Exercise · Storage & Data

Dropbox Sync

Whiteboard exercise. Try the problem cold, then reveal the rubric to self-score.

Out of 10 points45 min whiteboardReference solution →
01

Prompt

A two-way file sync engine: every file in a user's "Dropbox" folder should appear identically across all their devices within seconds of any change. The hard parts: a content-addressable block store that deduplicates chunks across users for massive storage savings; a metadata service that tells clients exactly which blocks to fetch/push per file version; and a sync loop that reconciles local file-system changes with remote state while handling conflicts, offline edits, and flaky networks. Dropbox stores exabytes of user data; clients sync ~billions of file events per day.

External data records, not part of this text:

//! Logging bootstrap.
//!
//! The engine only emits `tracing` events. Hosts that want them on stderr
//! call [`init`] once at startup:
//!
//! ```no_run
//! let settings = facet::config::Settings::load().unwrap_or_default();
//! facet::logging::init(&settings.logging);
//! tracing::info!("validator ready");
//! ```

use tracing_subscriber::EnvFilter;

use crate::config::LoggingSettings;

/// Filter from `RUST_LOG`, else the configured directive, else `info`.
fn env_filter(settings: &LoggingSettings) -> EnvFilter {
    EnvFilter::try_from_default_env()
        .or_else(|_| EnvFilter::try_new(&settings.filter))
        .unwrap_or_else(|_| EnvFilter::new("info"))
}

/// Install a fmt subscriber.
///
/// Returns `false` when a global subscriber was already installed, which
/// leaves the existing one in place.
pub fn init(settings: &LoggingSettings) -> bool {
    tracing_subscriber::fmt()
        .with_env_filter(env_filter(settings))
        .with_ansi(settings.ansi)
        .with_target(true)
        .try_init()
        .is_ok()
}
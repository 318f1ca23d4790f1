//! Structural mutations of the dataset graph.
//!
//! The editor enforces graph-shape rules (unique ids, a single root avatar,
//! at most one left relation per avatar, one obligatory filter per field)
//! and nothing else. Derived state such as field types and validation errors
//! is the validator's business.

use std::collections::BTreeSet;

use super::error::{StoreError, StoreResult};
use crate::model::{
    AvatarRelation, BinaryCondition, ComponentType, DataSourceCollection, DataSourceSpec, Dataset,
    DefaultWhereClause, Field, IndexInfo, JoinType, ObligatoryFilter, SchemaColumn, SourceAvatar,
};

pub struct DatasetEditor<'a> {
    ds: &'a mut Dataset,
}

impl<'a> DatasetEditor<'a> {
    pub fn new(ds: &'a mut Dataset) -> Self {
        Self { ds }
    }

    // =========================================================================
    // Data sources
    // =========================================================================

    pub fn add_data_source_collection(&mut self, source: DataSourceCollection) -> StoreResult<()> {
        if self.ds.source(&source.id).is_some() {
            return Err(StoreError::duplicate(ComponentType::DataSource, &source.id));
        }
        self.ds.sources.push(source);
        Ok(())
    }

    pub fn update_data_source(
        &mut self,
        id: &str,
        title: Option<String>,
        origin: Option<DataSourceSpec>,
    ) -> StoreResult<()> {
        let source = self
            .ds
            .source_mut(id)
            .ok_or_else(|| StoreError::not_found(ComponentType::DataSource, id))?;
        if let Some(title) = title {
            source.title = title;
        }
        if let Some(mut origin) = origin {
            // probe results survive a configuration edit until the next refresh
            if origin.raw_schema.is_none() {
                origin.raw_schema = source.origin.raw_schema.take();
            }
            source.origin = origin;
        }
        Ok(())
    }

    pub fn update_raw_schema(
        &mut self,
        id: &str,
        raw_schema: Vec<SchemaColumn>,
        index_info: Option<BTreeSet<IndexInfo>>,
        db_version: Option<String>,
    ) -> StoreResult<()> {
        let source = self
            .ds
            .source_mut(id)
            .ok_or_else(|| StoreError::not_found(ComponentType::DataSource, id))?;
        source.origin.raw_schema = Some(raw_schema);
        source.origin.index_info = index_info;
        if db_version.is_some() {
            source.origin.db_version = db_version;
        }
        Ok(())
    }

    pub fn remove_data_source_collection(&mut self, id: &str) -> StoreResult<()> {
        if self.ds.source(id).is_none() {
            return Err(StoreError::not_found(ComponentType::DataSource, id));
        }
        let avatar_ids: Vec<String> = self
            .ds
            .avatars_for_source(id)
            .iter()
            .map(|a| a.id.clone())
            .collect();
        if !avatar_ids.is_empty() {
            return Err(StoreError::SourceHasAvatars {
                source_id: id.to_string(),
                avatar_ids,
            });
        }
        self.ds.sources.retain(|s| s.id != id);
        Ok(())
    }

    // =========================================================================
    // Avatars
    // =========================================================================

    /// Add an avatar; the first avatar of the dataset becomes root.
    pub fn add_avatar(&mut self, mut avatar: SourceAvatar) -> StoreResult<()> {
        if self.ds.avatar(&avatar.id).is_some() {
            return Err(StoreError::duplicate(ComponentType::SourceAvatar, &avatar.id));
        }
        if self.ds.source(&avatar.source_id).is_none() {
            return Err(StoreError::not_found(
                ComponentType::DataSource,
                &avatar.source_id,
            ));
        }
        avatar.is_root = self.ds.avatars.is_empty();
        self.ds.avatars.push(avatar);
        Ok(())
    }

    pub fn update_avatar(
        &mut self,
        id: &str,
        title: Option<String>,
        source_id: Option<String>,
    ) -> StoreResult<()> {
        if let Some(source_id) = &source_id {
            if self.ds.source(source_id).is_none() {
                return Err(StoreError::not_found(ComponentType::DataSource, source_id));
            }
        }
        let avatar = self
            .ds
            .avatar_mut(id)
            .ok_or_else(|| StoreError::not_found(ComponentType::SourceAvatar, id))?;
        if let Some(title) = title {
            avatar.title = title;
        }
        if let Some(source_id) = source_id {
            avatar.source_id = source_id;
        }
        Ok(())
    }

    /// Remove an avatar that no relation uses; root moves to the first
    /// remaining avatar that is not joined from the left.
    pub fn remove_avatar(&mut self, id: &str) -> StoreResult<()> {
        let was_root = match self.ds.avatar(id) {
            Some(avatar) => avatar.is_root,
            None => return Err(StoreError::not_found(ComponentType::SourceAvatar, id)),
        };
        let relation_ids: Vec<String> = self
            .ds
            .relations_touching(id)
            .iter()
            .map(|r| r.id.clone())
            .collect();
        if !relation_ids.is_empty() {
            return Err(StoreError::AvatarHasRelations {
                avatar_id: id.to_string(),
                relation_ids,
            });
        }
        self.ds.avatars.retain(|a| a.id != id);

        if was_root {
            let candidate = self
                .ds
                .avatars
                .iter()
                .find(|a| self.ds.relations_to(&a.id).is_empty())
                .map(|a| a.id.clone());
            if let Some(candidate) = candidate {
                self.set_root_avatar(&candidate)?;
            }
        }
        Ok(())
    }

    pub fn set_root_avatar(&mut self, id: &str) -> StoreResult<()> {
        if self.ds.avatar(id).is_none() {
            return Err(StoreError::not_found(ComponentType::SourceAvatar, id));
        }
        for avatar in &mut self.ds.avatars {
            avatar.is_root = avatar.id == id;
        }
        Ok(())
    }

    // =========================================================================
    // Relations
    // =========================================================================

    /// Add a join edge; joining onto the root makes the left side root.
    pub fn add_avatar_relation(&mut self, relation: AvatarRelation) -> StoreResult<()> {
        if self.ds.relation(&relation.id).is_some() {
            return Err(StoreError::duplicate(
                ComponentType::AvatarRelation,
                &relation.id,
            ));
        }
        for avatar_id in [&relation.left_avatar_id, &relation.right_avatar_id] {
            if self.ds.avatar(avatar_id).is_none() {
                return Err(StoreError::not_found(ComponentType::SourceAvatar, avatar_id));
            }
        }
        if relation.left_avatar_id == relation.right_avatar_id {
            return Err(StoreError::SelfJoin {
                avatar_id: relation.left_avatar_id.clone(),
            });
        }
        if !self.ds.relations_to(&relation.right_avatar_id).is_empty() {
            return Err(StoreError::AvatarAlreadyJoined {
                avatar_id: relation.right_avatar_id.clone(),
            });
        }

        let right_is_root = self
            .ds
            .avatar(&relation.right_avatar_id)
            .is_some_and(|a| a.is_root);
        let left_id = relation.left_avatar_id.clone();
        self.ds.relations.push(relation);
        if right_is_root {
            self.set_root_avatar(&left_id)?;
        }
        Ok(())
    }

    pub fn update_avatar_relation(
        &mut self,
        id: &str,
        conditions: Option<Vec<BinaryCondition>>,
        join_type: Option<JoinType>,
        required: Option<bool>,
    ) -> StoreResult<()> {
        let relation = self
            .ds
            .relation_mut(id)
            .ok_or_else(|| StoreError::not_found(ComponentType::AvatarRelation, id))?;
        if let Some(conditions) = conditions {
            relation.conditions = conditions;
        }
        if let Some(join_type) = join_type {
            relation.join_type = join_type;
        }
        if let Some(required) = required {
            relation.required = required;
        }
        Ok(())
    }

    pub fn remove_avatar_relation(&mut self, id: &str) -> StoreResult<()> {
        if self.ds.relation(id).is_none() {
            return Err(StoreError::not_found(ComponentType::AvatarRelation, id));
        }
        self.ds.relations.retain(|r| r.id != id);
        Ok(())
    }

    // =========================================================================
    // Fields
    // =========================================================================

    /// Insert a field at `order_index`, or append when absent or out of range.
    pub fn add_field(&mut self, field: Field, order_index: Option<usize>) -> StoreResult<()> {
        if self.ds.field(&field.id).is_some() {
            return Err(StoreError::duplicate(ComponentType::Field, &field.id));
        }
        let len = self.ds.result_schema.len();
        let index = order_index.map_or(len, |i| i.min(len));
        self.ds.result_schema.insert(index, field);
        Ok(())
    }

    pub fn replace_field(&mut self, field: Field) -> StoreResult<()> {
        let slot = self
            .ds
            .field_mut(&field.id)
            .ok_or_else(|| StoreError::not_found(ComponentType::Field, &field.id))?;
        *slot = field;
        Ok(())
    }

    pub fn remove_field(&mut self, id: &str) -> StoreResult<Field> {
        let index = self
            .ds
            .field_index(id)
            .ok_or_else(|| StoreError::not_found(ComponentType::Field, id))?;
        Ok(self.ds.result_schema.remove(index))
    }

    // =========================================================================
    // Obligatory filters
    // =========================================================================

    pub fn add_obligatory_filter(&mut self, filter: ObligatoryFilter) -> StoreResult<()> {
        if self.ds.obligatory_filter(&filter.id).is_some() {
            return Err(StoreError::duplicate(
                ComponentType::ObligatoryFilter,
                &filter.id,
            ));
        }
        if self.ds.obligatory_filter_for_field(&filter.field_id).is_some() {
            return Err(StoreError::DuplicateObligatoryFilter {
                field_id: filter.field_id.clone(),
            });
        }
        self.ds.obligatory_filters.push(filter);
        Ok(())
    }

    pub fn update_obligatory_filter(
        &mut self,
        id: &str,
        default_filters: Vec<DefaultWhereClause>,
    ) -> StoreResult<()> {
        let filter = self
            .ds
            .obligatory_filter_mut(id)
            .ok_or_else(|| StoreError::not_found(ComponentType::ObligatoryFilter, id))?;
        filter.default_filters = default_filters;
        Ok(())
    }

    pub fn remove_obligatory_filter(&mut self, id: &str) -> StoreResult<()> {
        if self.ds.obligatory_filter(id).is_none() {
            return Err(StoreError::not_found(ComponentType::ObligatoryFilter, id));
        }
        self.ds.obligatory_filters.retain(|f| f.id != id);
        Ok(())
    }

    /// Point filters bound to `old_field_id` at `new_field_id`.
    pub fn retarget_obligatory_filters(&mut self, old_field_id: &str, new_field_id: &str) {
        for filter in &mut self.ds.obligatory_filters {
            if filter.field_id == old_field_id {
                filter.field_id = new_field_id.to_string();
            }
        }
    }
}
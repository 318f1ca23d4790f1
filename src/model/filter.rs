//! Obligatory filters.

use serde::{Deserialize, Serialize};

use super::types::{ManagedBy, WhereClauseOperation};

/// A where-clause applied to every query over the bound field.
#[derive(Debug, Clone, PartialEq, Eq, Serialize, Deserialize)]
pub struct DefaultWhereClause {
    pub operation: WhereClauseOperation,
    #[serde(default)]
    pub values: Vec<String>,
}

impl DefaultWhereClause {
    pub fn new(operation: WhereClauseOperation, values: Vec<String>) -> Self {
        Self { operation, values }
    }
}

#[derive(Debug, Clone, PartialEq, Eq, Serialize, Deserialize)]
pub struct ObligatoryFilter {
    pub id: String,
    pub field_id: String,
    pub default_filters: Vec<DefaultWhereClause>,
    #[serde(default)]
    pub managed_by: ManagedBy,
    #[serde(default = "default_true")]
    pub valid: bool,
}

fn default_true() -> bool {
    true
}

impl ObligatoryFilter {
    pub fn new(
        id: impl Into<String>,
        field_id: impl Into<String>,
        default_filters: Vec<DefaultWhereClause>,
    ) -> Self {
        Self {
            id: id.into(),
            field_id: field_id.into(),
            default_filters,
            managed_by: ManagedBy::User,
            valid: true,
        }
    }

    pub fn operations(&self) -> impl Iterator<Item = WhereClauseOperation> + '_ {
        self.default_filters.iter().map(|clause| clause.operation)
    }
}
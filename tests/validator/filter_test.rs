//! Obligatory filters following the fields they are bound to.

mod common;

use common::{apply, error_listing};
use facet::model::{codes, WhereClauseOperation};
use facet::testing::{DatasetBuilder, InMemoryConnectors};
use facet::validator::ValidationFatal;
use serde_json::json;

#[test]
fn test_formula_type_change_reaches_filter() {
    let conn = InMemoryConnectors::orders();
    let mut ds = DatasetBuilder::orders().build();
    apply(
        &mut ds,
        &conn,
        json!([
            {"action": "add_field", "field": {"id": "big", "title": "Big", "formula": "[Amount] * 100"}},
            {"action": "add_obligatory_filter", "obligatory_filter": {"id": "of1", "field_id": "big",
                "default_filters": [{"operation": "gte", "values": ["10"]}]}},
        ]),
    )
    .unwrap();
    assert!(ds.error_registry.is_empty());

    apply(
        &mut ds,
        &conn,
        json!([{"action": "update_field", "field": {"id": "big", "formula": "[Amount] > 100"}}]),
    )
    .unwrap();
    insta::assert_snapshot!(error_listing(&ds), @"of1 ERR.DS_API.OBLIGATORY_FILTER.UNSUPPORTED_OPERATION");
    let error = &ds.error_registry.errors_for("of1")[0];
    assert_eq!(error.details.get("operation"), Some(&json!("gte")));
    assert!(!ds.obligatory_filter("of1").unwrap().valid);

    apply(
        &mut ds,
        &conn,
        json!([{"action": "update_obligatory_filter", "obligatory_filter": {"id": "of1",
            "default_filters": [{"operation": "eq", "values": ["true"]}]}}]),
    )
    .unwrap();
    assert!(ds.error_registry.is_empty());
    assert!(ds.obligatory_filter("of1").unwrap().valid);
}

#[test]
fn test_incompatible_clause_rejects_batch() {
    let conn = InMemoryConnectors::orders();
    let mut ds = DatasetBuilder::orders().build();
    let result = apply(
        &mut ds,
        &conn,
        json!([
            {"action": "add_obligatory_filter", "obligatory_filter": {"id": "of1", "field_id": "created",
                "default_filters": [{"operation": "icontains", "values": ["2020"]}]}},
        ]),
    );
    assert!(matches!(
        result,
        Err(ValidationFatal::IncompatibleFilter {
            operation: WhereClauseOperation::Icontains,
            ..
        })
    ));
}

#[test]
fn test_filtered_field_cannot_be_deleted() {
    let conn = InMemoryConnectors::orders();
    let mut ds = DatasetBuilder::orders().build();
    apply(
        &mut ds,
        &conn,
        json!([
            {"action": "add_obligatory_filter", "obligatory_filter": {"id": "of1", "field_id": "status",
                "default_filters": [{"operation": "in", "values": ["open", "paid"]}]}},
        ]),
    )
    .unwrap();

    let result = apply(&mut ds, &conn, json!([{"action": "delete_field", "id": "status"}]));
    assert!(matches!(result, Err(ValidationFatal::InvalidAction(_))));

    apply(
        &mut ds,
        &conn,
        json!([
            {"action": "delete_obligatory_filter", "id": "of1"},
            {"action": "delete_field", "id": "status"},
        ]),
    )
    .unwrap();
    assert!(ds.field("status").is_none());
    assert!(ds.obligatory_filters.is_empty());
}

#[test]
fn test_filter_follows_field_id_change() {
    let conn = InMemoryConnectors::orders();
    let mut ds = DatasetBuilder::orders().build();
    apply(
        &mut ds,
        &conn,
        json!([
            {"action": "add_obligatory_filter", "obligatory_filter": {"id": "of1", "field_id": "status",
                "default_filters": [{"operation": "eq", "values": ["open"]}]}},
            {"action": "update_field", "field": {"id": "status"}, "new_id": "order_status"},
        ]),
    )
    .unwrap();

    assert_eq!(ds.obligatory_filter("of1").unwrap().field_id, "order_status");
    assert!(ds.field("status").is_none());
    assert!(ds.error_registry.is_empty());
}

#[test]
fn test_source_delete_drops_filters() {
    let conn = InMemoryConnectors::orders();
    let mut ds = DatasetBuilder::orders().build();
    apply(
        &mut ds,
        &conn,
        json!([
            {"action": "add_obligatory_filter", "obligatory_filter": {"id": "of1", "field_id": "created",
                "default_filters": [{"operation": "between", "values": ["2020-01-01", "2020-12-31"]}]}},
            {"action": "delete_source", "id": "s1"},
        ]),
    )
    .unwrap();

    assert!(ds.obligatory_filters.is_empty());
    assert!(ds.result_schema.is_empty());
    assert!(ds.error_registry.is_empty());
}
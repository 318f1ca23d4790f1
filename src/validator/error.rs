//! Fatal validation errors.
//!
//! A fatal error aborts the whole batch. Problems local to one component are
//! never reported here; they go to the dataset's error registry instead.

use thiserror::Error;

use super::ValidatorMode;
use crate::components::StoreError;
use crate::connectors::PermissionDenied;
use crate::model::{ComponentType, ManagedBy, UserDataType, WhereClauseOperation};

/// Result type for action handlers.
pub type ValidationResult<T> = Result<T, ValidationFatal>;

#[derive(Error, Debug, Clone, PartialEq)]
pub enum ValidationFatal {
    /// The action payload is malformed or contradicts itself.
    #[error("invalid action: {0}")]
    InvalidAction(String),

    #[error("id '{0}' is reserved")]
    ReservedId(String),

    #[error("id '{id}' is already used by {kind} '{id}'")]
    IdCollision { id: String, kind: ComponentType },

    #[error("dataset would have {count} fields, the limit is {limit}")]
    TooManyFields { count: usize, limit: usize },

    #[error(transparent)]
    Store(#[from] StoreError),

    #[error("action managed by {action:?} cannot be applied by {by:?}")]
    NotManageable { action: ManagedBy, by: ManagedBy },

    #[error(transparent)]
    PermissionDenied(#[from] PermissionDenied),

    #[error("unknown connection '{conn_id}': {reason}")]
    UnknownConnection { conn_id: String, reason: String },

    #[error("operation {operation} is not supported for field '{field_id}' of type {data_type}")]
    IncompatibleFilter {
        field_id: String,
        operation: WhereClauseOperation,
        data_type: UserDataType,
    },

    #[error("field '{0}' not found")]
    FieldNotFound(String),

    #[error("source '{0}' not found")]
    SourceNotFound(String),

    #[error("action '{action}' is not allowed in {mode} mode")]
    NotAllowedInMode {
        action: &'static str,
        mode: ValidatorMode,
    },

    #[error("source of type '{source_type}' on connection '{conn_id}' cannot be added to this dataset")]
    SourceCannotBeAdded { conn_id: String, source_type: String },
}

impl ValidationFatal {
    pub fn invalid(message: impl Into<String>) -> Self {
        Self::InvalidAction(message.into())
    }
}

#[cfg(test)]
mod tests {
    use super::*;

    #[test]
    fn test_store_error_is_transparent() {
        let fatal: ValidationFatal = StoreError::not_found(ComponentType::Field, "f1").into();
        insta::assert_snapshot!(fatal.to_string(), @"field with id 'f1' not found");
    }

    #[test]
    fn test_incompatible_filter_message() {
        let fatal = ValidationFatal::IncompatibleFilter {
            field_id: "f1".into(),
            operation: WhereClauseOperation::Startswith,
            data_type: UserDataType::Integer,
        };
        insta::assert_snapshot!(
            fatal.to_string(),
            @"operation startswith is not supported for field 'f1' of type integer"
        );
    }
}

Time budget: 45 min whiteboard. Draw architecture, estimate numbers, discuss tradeoffs.

02

Hints (progressive — click to reveal)

Hint 1

Lead with chunking + content-addressable storage. This is THE answer to "how do you make this efficient?" Most candidates miss this and just "upload the file to S3."

Hint 2

Separate metadata from blocks. Metadata is transactional (needs DB); blocks are immutable byte bags (object store). Don't conflate them.

Hint 3

Conflict resolution is "save both." Not OT/CRDT. Name this explicitly — it shows you understand the scope of a sync engine vs a collab editor.

03

Rubric — 10 points

  • +2 Lead with chunking + content-addressable storage. This is THE answer to "how do you make this efficient?" Most candidates miss this and just "upload the file to S3."
  • +2 Separate metadata from blocks. Metadata is transactional (needs DB); blocks are immutable byte bags (object store). Don't conflate them.
  • +2 Conflict resolution is "save both." Not OT/CRDT. Name this explicitly — it shows you understand the scope of a sync engine vs a collab editor.
  • +2 Delta sync via chunk hashes. 99% of candidates think "rsync-style diff" — the correct Dropbox answer is "chunked CAS, query missing hashes, upload only those."
  • +2 Offline-first is the sync loop's existence. If you don't have a client-side SQLite holding pending ops + a reconcile step, your design assumes online-always.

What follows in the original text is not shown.